Rupchand Simboo, 75, of 135th Street, was arraigned April 17 on an indictment charging him with murder in the second degree, and two counts of tampering with physical evidence in connection with the murder of his 33-year-old wife, Salisha Ali. The victim’s beheaded and dismembered torso, wrapped in plastic and a moving blanket, was initially found by sanitation workers near 149th Avenue and Brookville Boulevard on Sept. 22, 2025. Additional remains were discovered by detectives in the vicinity of the North Channel Bridge near Cross Bay Boulevard on March 5 and 6, 2026.
Ali’s head was discovered on March 5 inside the Jamaica Bay Wildlife Refuge in Broad Channel. Police later retrieved other body parts during an extensive search.Photo courtesy of Ariola’s office
According to the charges and investigation, in the evening hours of July 13, 2025, Simboo and Ali were both present inside the defendant’s home. The next morning, the victim failed to show up for work at her job in Brooklyn and was never seen or heard from again. On July 19, at the request of the victim’s mother, the defendant called 911 to report the victim missing. On Sept. 22, 2025, at approximately 7 a.m., two New York City Department of Sanitation workers on a route near a wooded area in the vicinity of Brookville Boulevard and 149th Avenue observed a blue and black moving blanket and discovered what appeared to be a decomposed female torso. It was later determined that the remains belonged to the victim.

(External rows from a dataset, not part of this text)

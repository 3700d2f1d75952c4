//! CLI command definitions and argument parsing.

use clap::{ArgAction, Parser, Subcommand};
use std::path::PathBuf;

/// Foundry CLI - Extract AI-in-manufacturing use cases from news articles.
#[derive(Debug, Parser)]
#[command(name = "foundry")]
#[command(version, about, long_about = None)]
pub struct Cli {
    /// Output format
    #[arg(short, long, value_enum, global = true)]
    pub format: Option<CliFormat>,

    /// Disable colored output
    #[arg(long, global = true)]
    pub no_color: bool,

    /// Configuration file path
    #[arg(short, long, global = true)]
    pub config: Option<PathBuf>,

    /// Increase log verbosity (-v info, -vv debug); RUST_LOG takes precedence
    #[arg(short, long, action = ArgAction::Count, global = true)]
    pub verbose: u8,

    #[command(subcommand)]
    pub command: Command,
}

/// Output format options.
#[derive(Debug, Clone, Copy, clap::ValueEnum)]
pub enum CliFormat {
    /// Table format (default)
    Table,
    /// JSON format
    Json,
    /// Quiet format (titles or counts only)
    Quiet,
}

/// CLI commands.
#[derive(Debug, Subcommand)]
pub enum Command {
    /// Extract and publish use cases for a batch of articles
    Run(RunArgs),

    /// Extract the use case of a single article without publishing
    Extract(ExtractArgs),

    /// Parse a saved model reply offline
    Parse(ParseArgs),

    /// Print the effective configuration
    Config(ConfigArgs),
}

/// Where `run` publishes use cases.
#[derive(Debug, Clone, Copy, PartialEq, Eq, clap::ValueEnum)]
pub enum SinkKind {
    /// Local SQLite archive
    Sqlite,
    /// Notion database
    Notion,
}

/// Model provider credentials.
#[derive(Debug, Clone, clap::Args)]
pub struct ModelSecrets {
    /// OpenRouter API key
    #[arg(long, env = "OPENROUTER_KEY", hide_env_values = true)]
    pub openrouter_key: Option<String>,
}

/// Arguments for the run command.
#[derive(Debug, Parser)]
pub struct RunArgs {
    /// JSON array of articles (title, url, text or summary/content, published);
    /// the configured feeds are read when omitted
    #[arg(short, long)]
    pub articles: Option<PathBuf>,

    /// Publishing target
    #[arg(long, value_enum, default_value = "sqlite")]
    pub sink: SinkKind,

    /// SQLite archive path
    #[arg(long)]
    pub db: Option<PathBuf>,

    #[command(flatten)]
    pub secrets: ModelSecrets,

    /// Notion integration token
    #[arg(long, env = "NOTION_TOKEN", hide_env_values = true)]
    pub notion_token: Option<String>,

    /// Notion database id
    #[arg(long, env = "NOTION_DATABASE_ID")]
    pub notion_database_id: Option<String>,
}

/// Arguments for the extract command.
#[derive(Debug, Parser)]
pub struct ExtractArgs {
    /// File holding the article body (plain text or HTML)
    #[arg(short = 'i', long)]
    pub file: Option<PathBuf>,

    /// Read the article body from stdin
    #[arg(long)]
    pub stdin: bool,

    /// Article headline
    #[arg(short, long)]
    pub title: String,

    /// Article URL
    #[arg(short, long)]
    pub url: String,

    /// Publication time (RFC 3339 or RFC 2822)
    #[arg(short, long)]
    pub published: Option<String>,

    #[command(flatten)]
    pub secrets: ModelSecrets,
}

/// Arguments for the parse command.
#[derive(Debug, Parser)]
pub struct ParseArgs {
    /// File holding a raw model reply
    #[arg(short = 'i', long)]
    pub file: Option<PathBuf>,

    /// Read the reply from stdin
    #[arg(long)]
    pub stdin: bool,
}

/// Arguments for the config command.
#[derive(Debug, Parser)]
pub struct ConfigArgs {
    /// Write the effective configuration to the config file
    #[arg(long)]
    pub save: bool,
}

impl From<CliFormat> for crate::config::OutputFormat {
    fn from(format: CliFormat) -> Self {
        match format {
            CliFormat::Table => crate::config::OutputFormat::Table,
            CliFormat::Json => crate::config::OutputFormat::Json,
            CliFormat::Quiet => crate::config::OutputFormat::Quiet,
        }
    }
}

#[cfg(test)]
mod tests {
    use super::*;

    #[test]
    fn test_run_command() {
        let cli = Cli::try_parse_from([
            "foundry",
            "run",
            "--articles",
            "feed.json",
            "--sink",
            "notion",
            "--openrouter-key",
            "k",
        ])
        .unwrap();
        match cli.command {
            Command::Run(args) => {
                assert_eq!(args.articles, Some(PathBuf::from("feed.json")));
                assert_eq!(args.sink, SinkKind::Notion);
                assert_eq!(args.secrets.openrouter_key.as_deref(), Some("k"));
            }
            _ => panic!("Expected Run command"),
        }
    }

    #[test]
    fn test_run_defaults_to_sqlite() {
        let cli = Cli::try_parse_from(["foundry", "run", "-a", "feed.json"]).unwrap();
        match cli.command {
            Command::Run(args) => assert_eq!(args.sink, SinkKind::Sqlite),
            _ => panic!("Expected Run command"),
        }
    }

    #[test]
    fn test_run_without_articles_reads_feeds() {
        let cli = Cli::try_parse_from(["foundry", "run"]).unwrap();
        match cli.command {
            Command::Run(args) => assert!(args.articles.is_none()),
            _ => panic!("Expected Run command"),
        }
    }

    #[test]
    fn test_extract_requires_title_and_url() {
        assert!(Cli::try_parse_from(["foundry", "extract", "--stdin"]).is_err());
        let cli = Cli::try_parse_from([
            "foundry", "extract", "--stdin", "-t", "Headline", "-u", "https://x.test/a",
        ])
        .unwrap();
        assert!(matches!(cli.command, Command::Extract(ref a) if a.stdin));
    }

    #[test]
    fn test_global_flags() {
        let cli = Cli::try_parse_from([
            "foundry",
            "parse",
            "--stdin",
            "-vv",
            "--no-color",
            "-f",
            "json",
        ])
        .unwrap();
        assert_eq!(cli.verbose, 2);
        assert!(cli.no_color);
        assert!(matches!(cli.format, Some(CliFormat::Json)));
    }
}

A search warrant was later issued and executed in Simboo’s home, resulting in the recovery of plastic wrap and yellow rope, which the NYPD Laboratory determined was consistent with the yellow rope used to bind the victim’s torso. The execution of a second search warrant for the defendant’s work garage resulted in the recovery of a moving blanket, identical to the moving blanket in which the torso was found.
On March 5 and March 6, 2026, additional remains — including a head, legs and an arm — were discovered in the Jamaica Bay Wildlife Refuge off Cross Bay Boulevard, just south of the North Channel Bridge. The Office of the Chief Medical Examiner’s forensic analysis determined that the additional remains also belonged to the victim.
Detectives searched the wooded area in the Jamaica Bay Wildlife Refuge based on the defendant’s GPS coordinates from the Life360 app on his phone. The data showed that the defendant was present at the location on July 14, 2025 — the day after the victim was last seen alive. Simboo’s Life360 data further showed that the following day, on July 14, 2025, the defendant was present at the location off Brookville Boulevard and 149th Avenue where the victim’s torso was discovered by sanitation workers.
“The amazing cooperation between the NYPD and my office led to the identification and the arrest of Rupchand Simboo. The analysis and the investigation that led to his arrest were only possible using modern tools and data collection,” Queens District Attorney Melinda Katz said. “As alleged, the defendant ruthlessly murdered his 33-year-old wife and tried to conceal the crime, spreading dismembered body parts in the wilderness near Kennedy Airport and Broad Channel.”
Detectives place Rupchand Simboo, 75, in the back of a waiting police car on March 11, 2026, after he was charged with murdering his wife.Photo by Ramy Mahmoud
Queens Supreme Court Justice Ushir Pandit-Durant remanded Simboo into custody without bail and ordered him to return to court on June 5. If convicted, Simboo faces up to 25 years to life in prison.
“Thanks to the diligent sanitation workers who found the first set of remains, my office and our partners in the NYPD were able to pinpoint the person allegedly responsible,” Katz said. “A grand jury has now indicted the defendant on murder and evidence tampering charges as we seek justice for Salisha Ali and her loved ones who continue to grieve her loss.”